Does anyone here have any recommendations of any good hair surgeons in Toronto? Any successes?

----------


## mg39

Go with Dr Rahal, he's in Ottawa.  That's what I did, and I live west of Toronto, he does consults in Toronto from periodically.  All his results are fantastic, just search this site.

----------


## montreal6130

Dr. Rahal, has an office in Toronto at the corner of Yonge & Bloor.  He is not there but a good consultant works out of there.  The transplant is of course done in Ottawa.

----------


## chrisdav

In Canada- Hasson&Wong or Rahal.

----------


## AGL

HavingHope,

I was looking local in TO for my first procedure and ended up not as happy as I would have been or needed a second procedure as soon as I did had I made better decisions at the beginning. Ottawa is a nothing drive (4-5 hrs) for one of the most highly regarded docs out there.

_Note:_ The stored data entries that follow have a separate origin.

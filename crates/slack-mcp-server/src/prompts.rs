//! Prompt templates exposed through the MCP prompt surface.
//!
//! Every template renders a single user-role message. Date arithmetic takes
//! the clock as an argument so tests can pin it.

use chrono::{DateTime, Duration, Utc};
use rmcp::model::{
    GetPromptResult, JsonObject, ListPromptsResult, Prompt, PromptArgument, PromptMessage,
    PromptMessageRole,
};
use rmcp::ErrorData as McpError;

pub(crate) const FIND_RECENT_DISCUSSIONS: &str = "find_recent_discussions";
pub(crate) const CHANNEL_ACTIVITY_SUMMARY: &str = "channel_activity_summary";
pub(crate) const TEAM_MEMBER_ACTIVITY: &str = "team_member_activity";
pub(crate) const DAILY_STANDUP_HELPER: &str = "daily_standup_helper";
pub(crate) const KNOWLEDGE_SEARCH: &str = "knowledge_search";

pub(crate) fn list_prompts() -> ListPromptsResult {
    ListPromptsResult {
        prompts: vec![
            Prompt::new(
                FIND_RECENT_DISCUSSIONS,
                Some("Find recent discussions about a specific topic across channels"),
                Some(vec![
                    argument("topic", "The topic or keywords to search for", true),
                    argument("days", "Number of days to look back (default: 7)", false),
                ]),
            ),
            Prompt::new(
                CHANNEL_ACTIVITY_SUMMARY,
                Some("Generate a summary of recent activity in specific channels"),
                Some(vec![
                    argument(
                        "channel_names",
                        "Comma-separated list of channel names (e.g., 'general,engineering,support')",
                        true,
                    ),
                    argument("hours", "Number of hours to look back (default: 24)", false),
                ]),
            ),
            Prompt::new(
                TEAM_MEMBER_ACTIVITY,
                Some("Check recent activity and status of team members"),
                Some(vec![argument(
                    "user_names",
                    "Comma-separated list of user names or email addresses",
                    true,
                )]),
            ),
            Prompt::new(
                DAILY_STANDUP_HELPER,
                Some("Gather information for daily standup meetings"),
                Some(vec![
                    argument("team_channel", "The team's main channel name", true),
                    argument(
                        "standup_channel",
                        "Channel where standups are posted (if different)",
                        false,
                    ),
                ]),
            ),
            Prompt::new(
                KNOWLEDGE_SEARCH,
                Some("Search for institutional knowledge and previous solutions"),
                Some(vec![
                    argument(
                        "query",
                        "What you're looking for (e.g., 'deployment process', 'API documentation')",
                        true,
                    ),
                    argument(
                        "channels",
                        "Specific channels to search in (optional, comma-separated)",
                        false,
                    ),
                ]),
            ),
        ],
        ..Default::default()
    }
}

pub(crate) fn get_prompt(
    name: &str,
    arguments: Option<&JsonObject>,
    now: DateTime<Utc>,
) -> Result<GetPromptResult, McpError> {
    let text = match name {
        FIND_RECENT_DISCUSSIONS => {
            let topic = required_argument(arguments, "topic")?;
            let days = optional_argument(arguments, "days").unwrap_or_else(|| "7".to_string());
            render_find_recent_discussions(&topic, &days, now)
        }
        CHANNEL_ACTIVITY_SUMMARY => {
            let channel_names = required_argument(arguments, "channel_names")?;
            let hours = optional_argument(arguments, "hours").unwrap_or_else(|| "24".to_string());
            render_channel_activity_summary(&channel_names, &hours, now)
        }
        TEAM_MEMBER_ACTIVITY => {
            let user_names = required_argument(arguments, "user_names")?;
            render_team_member_activity(&user_names)
        }
        DAILY_STANDUP_HELPER => {
            let team_channel = required_argument(arguments, "team_channel")?;
            let standup_channel = optional_argument(arguments, "standup_channel");
            render_daily_standup_helper(&team_channel, standup_channel.as_deref(), now)
        }
        KNOWLEDGE_SEARCH => {
            let query = required_argument(arguments, "query")?;
            let channels = optional_argument(arguments, "channels");
            render_knowledge_search(&query, channels.as_deref())
        }
        other => {
            return Err(McpError::invalid_params(
                format!("unknown prompt: {other}"),
                None,
            ))
        }
    };
    Ok(GetPromptResult {
        description: None,
        messages: vec![PromptMessage::new_text(PromptMessageRole::User, text)],
    })
}

fn render_find_recent_discussions(topic: &str, days: &str, now: DateTime<Utc>) -> String {
    let days_back: i64 = days.trim().parse().unwrap_or(7);
    let date_str = (now - Duration::days(days_back)).format("%Y-%m-%d");
    format!(
        r#"Find all recent discussions about "{topic}" in our Slack workspace from the last {days} days.

Please:
1. Search for messages containing "{topic}" or related terms
2. Group the results by channel
3. For each relevant discussion, show:
   - Channel name
   - Message author
   - Message timestamp
   - Message content (with context if it's part of a thread)
   - Number of replies (if it's a thread)
4. Sort by relevance and recency
5. Summarize the key points from these discussions

Search query hint: Use the slack_search_messages tool with query: "{topic} after:{date_str}""#
    )
}

fn render_channel_activity_summary(channel_names: &str, hours: &str, now: DateTime<Utc>) -> String {
    let hours_back: i64 = hours.trim().parse().unwrap_or(24);
    let timestamp = now.timestamp() - hours_back * 3600;
    format!(
        r#"Generate a comprehensive activity summary for the following channels: {channel_names}

For the last {hours} hours, please:

1. First, find the channel IDs for: {channel_names}
2. For each channel:
   - Count total messages posted
   - Identify the most active users
   - List any threads with significant discussion (3+ replies)
   - Highlight messages with many reactions
   - Note any shared files or links
   - Identify key topics discussed

3. Provide insights:
   - Peak activity times
   - Cross-channel themes or related discussions
   - Important announcements or decisions
   - Action items or questions that need attention

Use the following tools:
- slack_list_channels to find channel IDs
- slack_list_messages with oldest:"{timestamp}" to get recent messages
- slack_list_threads to identify active discussions

Format the summary in a clear, executive-friendly format."#
    )
}

fn render_team_member_activity(user_names: &str) -> String {
    format!(
        r#"Check the recent Slack activity for these team members: {user_names}

Please provide:

1. User Information:
   - Find each user's ID using slack_list_users
   - Get their profile details with slack_get_user_info
   - Current status (emoji and text)
   - Time zone and local time

2. Recent Activity:
   - Search for their recent messages across channels
   - Identify channels they're most active in
   - Recent files they've shared
   - Threads they've participated in

3. Collaboration Patterns:
   - Who they frequently interact with
   - Main topics they discuss
   - Channels they're members of

This will help understand team dynamics and ensure no one is blocked or needs assistance."#
    )
}

fn render_daily_standup_helper(
    team_channel: &str,
    standup_channel: Option<&str>,
    now: DateTime<Utc>,
) -> String {
    let yesterday = now.timestamp() - 24 * 3600;
    let extra_channel = standup_channel
        .map(|channel| format!(" and {channel}"))
        .unwrap_or_default();
    let updates_channel = standup_channel.unwrap_or(team_channel);
    format!(
        r#"Help prepare for daily standup by gathering relevant information from {team_channel}{extra_channel}.

Please collect:

1. Yesterday's Updates:
   - Find messages in {updates_channel} from the last 24 hours
   - Look for keywords like "completed", "finished", "done", "shipped"
   - Identify completed tasks and achievements

2. Current Work:
   - Active threads and discussions
   - Open questions that need answers
   - Work-in-progress mentions

3. Blockers:
   - Search for keywords like "blocked", "stuck", "help", "issue", "problem"
   - Unresolved questions from yesterday
   - Requests waiting for responses

4. Team Highlights:
   - Celebrations or kudos (look for reactions like :tada:, :clap:)
   - Important announcements
   - Upcoming deadlines mentioned

Use oldest:"{yesterday}" when listing messages to focus on the last 24 hours.

Format this as a standup summary that the team lead can quickly review."#
    )
}

fn render_knowledge_search(query: &str, channels: Option<&str>) -> String {
    let scoped_query = match channels {
        Some(channels) => format!("{query} in:{}", channels.replace(',', " in:")),
        None => query.to_string(),
    };
    format!(
        r#"Search for institutional knowledge about: "{query}"

Please help find relevant information by:

1. Searching for messages:
   - Use slack_search_messages with query: "{scoped_query}"
   - Look for detailed explanations, documentation links, or solutions

2. Check pinned messages and bookmarks:
   - If you find relevant channels, check their bookmarks with slack_list_bookmarks
   - These often contain important documentation

3. Find subject matter experts:
   - Identify users who frequently discuss this topic
   - Note their contributions and expertise

4. Compile findings:
   - Group information by relevance
   - Include message links (permalink) for reference
   - Highlight the most useful/detailed responses
   - Note any conflicting information or outdated content

5. Provide recommendations:
   - Suggest channels to join for more information
   - Identify people to reach out to for clarification
   - Recommend documentation that should be created if gaps exist

This search will help preserve and surface tribal knowledge within the organization."#
    )
}

fn argument(name: &str, description: &str, required: bool) -> PromptArgument {
    PromptArgument {
        name: name.to_string(),
        title: None,
        description: Some(description.to_string()),
        required: Some(required),
    }
}

fn required_argument(arguments: Option<&JsonObject>, name: &str) -> Result<String, McpError> {
    optional_argument(arguments, name).ok_or_else(|| {
        McpError::invalid_params(format!("missing required argument: {name}"), None)
    })
}

fn optional_argument(arguments: Option<&JsonObject>, name: &str) -> Option<String> {
    arguments?
        .get(name)?
        .as_str()
        .map(str::trim)
        .filter(|value| !value.is_empty())
        .map(ToOwned::to_owned)
}

#[cfg(test)]
mod tests {
    use super::*;
    use chrono::TimeZone;
    use serde_json::json;

    fn fixed_now() -> DateTime<Utc> {
        Utc.with_ymd_and_hms(2024, 1, 15, 12, 0, 0).single().expect("valid clock")
    }

    fn args(value: serde_json::Value) -> JsonObject {
        value.as_object().expect("object").clone()
    }

    fn rendered_text(result: &GetPromptResult) -> String {
        let value = serde_json::to_value(result).expect("serialize prompt result");
        value["messages"][0]["content"]["text"]
            .as_str()
            .expect("text message")
            .to_string()
    }

    #[test]
    fn unit_find_recent_discussions_computes_after_date() {
        let result = get_prompt(
            FIND_RECENT_DISCUSSIONS,
            Some(&args(json!({"topic": "deploys"}))),
            fixed_now(),
        )
        .expect("prompt");
        let text = rendered_text(&result);
        assert!(text.contains(r#"discussions about "deploys""#));
        assert!(text.contains("deploys after:2024-01-08"));
    }

    #[test]
    fn unit_find_recent_discussions_honours_days_override() {
        let result = get_prompt(
            FIND_RECENT_DISCUSSIONS,
            Some(&args(json!({"topic": "deploys", "days": "30"}))),
            fixed_now(),
        )
        .expect("prompt");
        assert!(rendered_text(&result).contains("after:2023-12-16"));
    }

    #[test]
    fn unit_channel_activity_summary_embeds_oldest_timestamp() {
        let result = get_prompt(
            CHANNEL_ACTIVITY_SUMMARY,
            Some(&args(json!({"channel_names": "general,support", "hours": "48"}))),
            fixed_now(),
        )
        .expect("prompt");
        let expected_oldest = fixed_now().timestamp() - 48 * 3600;
        let text = rendered_text(&result);
        assert!(text.contains("general,support"));
        assert!(text.contains(&format!(r#"oldest:"{expected_oldest}""#)));
    }

    #[test]
    fn unit_daily_standup_helper_prefers_standup_channel() {
        let result = get_prompt(
            DAILY_STANDUP_HELPER,
            Some(&args(
                json!({"team_channel": "eng", "standup_channel": "eng-standup"}),
            )),
            fixed_now(),
        )
        .expect("prompt");
        let text = rendered_text(&result);
        assert!(text.contains("from eng and eng-standup"));
        assert!(text.contains("Find messages in eng-standup"));
    }

    #[test]
    fn unit_knowledge_search_expands_channel_scopes() {
        let result = get_prompt(
            KNOWLEDGE_SEARCH,
            Some(&args(json!({"query": "rollback", "channels": "ops,incidents"}))),
            fixed_now(),
        )
        .expect("prompt");
        assert!(rendered_text(&result).contains(r#"query: "rollback in:ops in:incidents""#));
    }

    #[test]
    fn unit_get_prompt_rejects_unknown_names() {
        let error = get_prompt("nope", None, fixed_now()).expect_err("unknown prompt");
        assert!(error.message.contains("unknown prompt"));
    }

    #[test]
    fn unit_get_prompt_requires_declared_arguments() {
        let error =
            get_prompt(FIND_RECENT_DISCUSSIONS, None, fixed_now()).expect_err("missing topic");
        assert!(error.message.contains("topic"));
    }

    #[test]
    fn unit_list_prompts_declares_all_templates() {
        let listed = list_prompts();
        let names: Vec<_> = listed
            .prompts
            .iter()
            .map(|prompt| prompt.name.as_str())
            .collect();
        assert_eq!(
            names,
            vec![
                FIND_RECENT_DISCUSSIONS,
                CHANNEL_ACTIVITY_SUMMARY,
                TEAM_MEMBER_ACTIVITY,
                DAILY_STANDUP_HELPER,
                KNOWLEDGE_SEARCH,
            ]
        );
    }
}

That's what I did for Ht 2, wish I knew better for the first time. Don't make mistakes or put distance ahead of your head. I believe cam Simmons is an iahrs recommended surgeon from TO, but definitely meet with rahal please don't let the short distance stop u. U will regret it in the end. My 2 cents.

----------


## mattj

Toronto is a stone's throw from Ottawa. If the Aussies can do it, you can.  :Smile:

----------